Ahead of their introduction, much effort is being put into cleaning up aerodynamics at the rear of trailers – specifically, reducing the drag induced by the low-pressure region. Tapering the sidewalls or roof can help but has obvious load space penalties. Diffusers and vortex generators offer alternatives, as long as overall height and width limits are observed. Diffusers typically include moulded channels to direct air into the low-pressure zone, often incorporating tapering NACA ducts, while vortex generators can be simple stick-on tabs.
Incorporating a diffuser at the design stage keeps the cost down to a few hundred pounds, but Jost is now offering the retrofittable Spanish-designed SDR roof diffuser. This unit is claimed to reduce turbulence at the rear of a vehicle by up to 50%, for a fuel saving at speed of up to 4%, meaning a payback of just a few months. The firm also says the rear of the trailer stays cleaner and that spray mist is reduced.
Hatcher Components offers its 'Under-trailer Freddie', which is a moulded fairing mounted behind the trailer landing legs. This is claimed to deliver fuel economy improvements of up to 3% compared with a vehicle having no aerodynamic fuel-saving fitments.
Heavily dished truck and trailer wheels are another potential source of turbulence. But smooth wheel covers, common in North America, have not taken off in Europe. US-based RealWheels offers a range of covers, including clear units for easier wheelnut checking and others with tyre valve extensions built in. Solus claims that the US EPA has verified fuel savings of 1.3% with its trailer wheel covers and wheel cavity cover, while Aerotech Caps claims a 2.44% improvement with covers on both rear tractor and trailer wheels.
What about lighting? Early teething problems with LEDs on trailers seem to have been reduced, as manufacturers become used to CANbus compatibility and electrical load issues. A welcome development is that some, such as TruckLite, are offering lifetime warranties on their trailer harnesses.
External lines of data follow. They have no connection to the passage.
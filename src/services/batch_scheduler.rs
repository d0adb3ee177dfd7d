//! 批次调度
//!
//! 把总题数平均分到每个主题上，余数按主题顺序从前往后各加一道

use crate::models::question::BatchTarget;

/// 计算每个主题的目标题数
///
/// 返回值与 `topics` 一一对应，目标为 0 的主题也会保留，由调用方跳过
pub fn schedule(total_count: usize, topics: &[String]) -> Vec<BatchTarget> {
    if topics.is_empty() {
        return Vec::new();
    }

    let k = topics.len();
    let base = total_count / k;
    let remainder = total_count % k;

    topics
        .iter()
        .enumerate()
        .map(|(i, topic)| BatchTarget {
            topic: topic.clone(),
            target_count: if i < remainder { base + 1 } else { base },
        })
        .collect()
}
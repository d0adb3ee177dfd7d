pub mod batch_ctx;
pub mod batch_flow;

pub use batch_ctx::BatchCtx;
pub use batch_flow::{AttemptResult, BatchFlow, MAX_ATTEMPTS};
//! Monitoring and control HTTP API for the Puppet Engine.
//!
//! An Axum server exposing engine status, agent views and state, manual
//! post creation, agent stop/start, event submission and driver loop
//! pause/resume. Handlers call straight into the shared
//! [`Engine`](puppet_core::Engine); there is no separate snapshot to keep
//! in sync.

pub mod error;
pub mod handlers;
pub mod router;
pub mod server;
pub mod state;

pub use error::ObserverError;
pub use router::build_router;
pub use server::{ServerConfig, ServerError, start_server};
pub use state::AppState;
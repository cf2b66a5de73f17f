//! Events delivered to agents by the dispatcher.

use chrono::{DateTime, Utc};
use serde::{Deserialize, Serialize};
use ts_rs::TS;

use crate::ids::{AgentId, EventId, PostId};

/// Kind of an [`Event`].
#[derive(Debug, Clone, Copy, PartialEq, Eq, Hash, Serialize, Deserialize, TS)]
#[serde(rename_all = "snake_case")]
#[ts(export, export_to = "bindings/")]
pub enum EventKind {
    /// Something happened in the world.
    News,
    /// An external push on the agents' emotional state.
    MoodShift,
    /// A nudge for one agent to interact with another.
    InteractionPrompt,
}

/// Payload of an [`EventKind::InteractionPrompt`] event.
#[derive(Debug, Clone, PartialEq, Eq, Serialize, Deserialize, TS)]
#[ts(export, export_to = "bindings/")]
pub struct InteractionPrompt {
    /// Agent that should react.
    pub initiator_id: AgentId,
    /// Agent whose content is reacted to.
    pub target_id: AgentId,
    /// Content to react to. Falls back to the target's latest post.
    #[serde(default)]
    pub content: Option<String>,
    /// Post the content belongs to, if known.
    #[serde(default)]
    pub post_id: Option<PostId>,
}

/// A transient event. An empty target list means broadcast to every agent.
#[derive(Debug, Clone, PartialEq, Serialize, Deserialize, TS)]
#[ts(export, export_to = "bindings/")]
pub struct Event {
    /// Unique id.
    #[serde(default)]
    pub id: EventId,
    /// What happened.
    pub kind: EventKind,
    /// Recipients. Empty means every active agent.
    #[serde(default)]
    pub target_agent_ids: Vec<AgentId>,
    /// Kind-specific payload.
    #[serde(default)]
    pub data: serde_json::Value,
    /// Creation time.
    #[serde(default = "Utc::now")]
    pub created_at: DateTime<Utc>,
}

impl Event {
    /// Build an event of `kind` carrying `data`, broadcast to every agent.
    pub fn new(kind: EventKind, data: serde_json::Value) -> Self {
        Self {
            id: EventId::new(),
            kind,
            target_agent_ids: Vec::new(),
            data,
            created_at: Utc::now(),
        }
    }

    /// Build an interaction prompt addressed to both participants.
    pub fn interaction_prompt(prompt: &InteractionPrompt) -> Self {
        let data = serde_json::to_value(prompt).unwrap_or(serde_json::Value::Null);
        Self {
            target_agent_ids: vec![prompt.initiator_id.clone(), prompt.target_id.clone()],
            ..Self::new(EventKind::InteractionPrompt, data)
        }
    }

    /// Restrict the event to the given recipients.
    #[must_use]
    pub fn with_targets(mut self, targets: Vec<AgentId>) -> Self {
        self.target_agent_ids = targets;
        self
    }

    /// Whether the event is addressed to every agent.
    pub const fn is_broadcast(&self) -> bool {
        self.target_agent_ids.is_empty()
    }

    /// Decode the interaction prompt payload, if this is one.
    pub fn as_interaction_prompt(&self) -> Option<InteractionPrompt> {
        if self.kind != EventKind::InteractionPrompt {
            return None;
        }
        serde_json::from_value(self.data.clone()).ok()
    }

    /// One-line description of the event for prompts and logs.
    pub fn summary(&self) -> String {
        let text = ["headline", "description", "content", "text"]
            .iter()
            .find_map(|key| self.data.get(*key).and_then(serde_json::Value::as_str));
        match (self.kind, text) {
            (EventKind::News, Some(text)) => format!("News: {text}"),
            (EventKind::MoodShift, Some(text)) => format!("Mood shift: {text}"),
            (EventKind::InteractionPrompt, Some(text)) => format!("Interaction: {text}"),
            (kind, None) => format!("{kind:?} event: {}", self.data),
        }
    }
}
Meanwhile, LED Autolamps produces a push-and-seal harness with connectors sealed to IP67 standards. This is type-approved, with obvious applications for limited-run production. According to operations manager Jason Grigg, it's "all plug and play", with chassis cables available up to 15m in length.
Finally, it was, perhaps, inevitable that trailer builders would embrace the smartphone app, and Schmitz Cargobull has come good with the S.KI safety tipper trailer, launched at last year's IAA show in Hanover, Germany. This vehicle has a rounded steel body and top-of-the-line features such as on-board weighing and tyre pressure monitoring, all integrated and controlled from a phone or tablet.
The emphasis is on safety, particularly when loading and unloading, so there is a sensor to measure tilt angle and sound an alarm if the tilt or trailer articulation is excessive. The app operates the roller sheeting, and provides screens for cameras overlooking the load area and the area behind the vehicle. As another safety measure, the rear underrun guard can be pivoted out of the way remotely.
This app also controls a tyre inflation system and the i-Level air suspension system. Together these can provide 'traction support' on difficult terrain. The hydraulically-operated tailgate and air suspension can also be controlled together (and monitored on video) when using the tipper to feed asphalting machines.
Buffaload Logistics trailer
Buffaload's latest Gray & Adams trailers include aerodynamic features such as large-radius cappings and vortex generators, as well as Spraydown suppression flaps at the rear. This is a multiple-vane design claimed to capture water and dust while letting air pass through quickly.
"We have gone to round underrun bars and small light plates," says Buffaload's Graham Usher. "It's important we minimise the obstructions to airflow around the back end of the trailer to maximise fuel efficiency." And he plans to go further, with trials soon: "We've got a couple of ideas that we're looking at in the next few months that could reduce fuel consumption by a further 4%."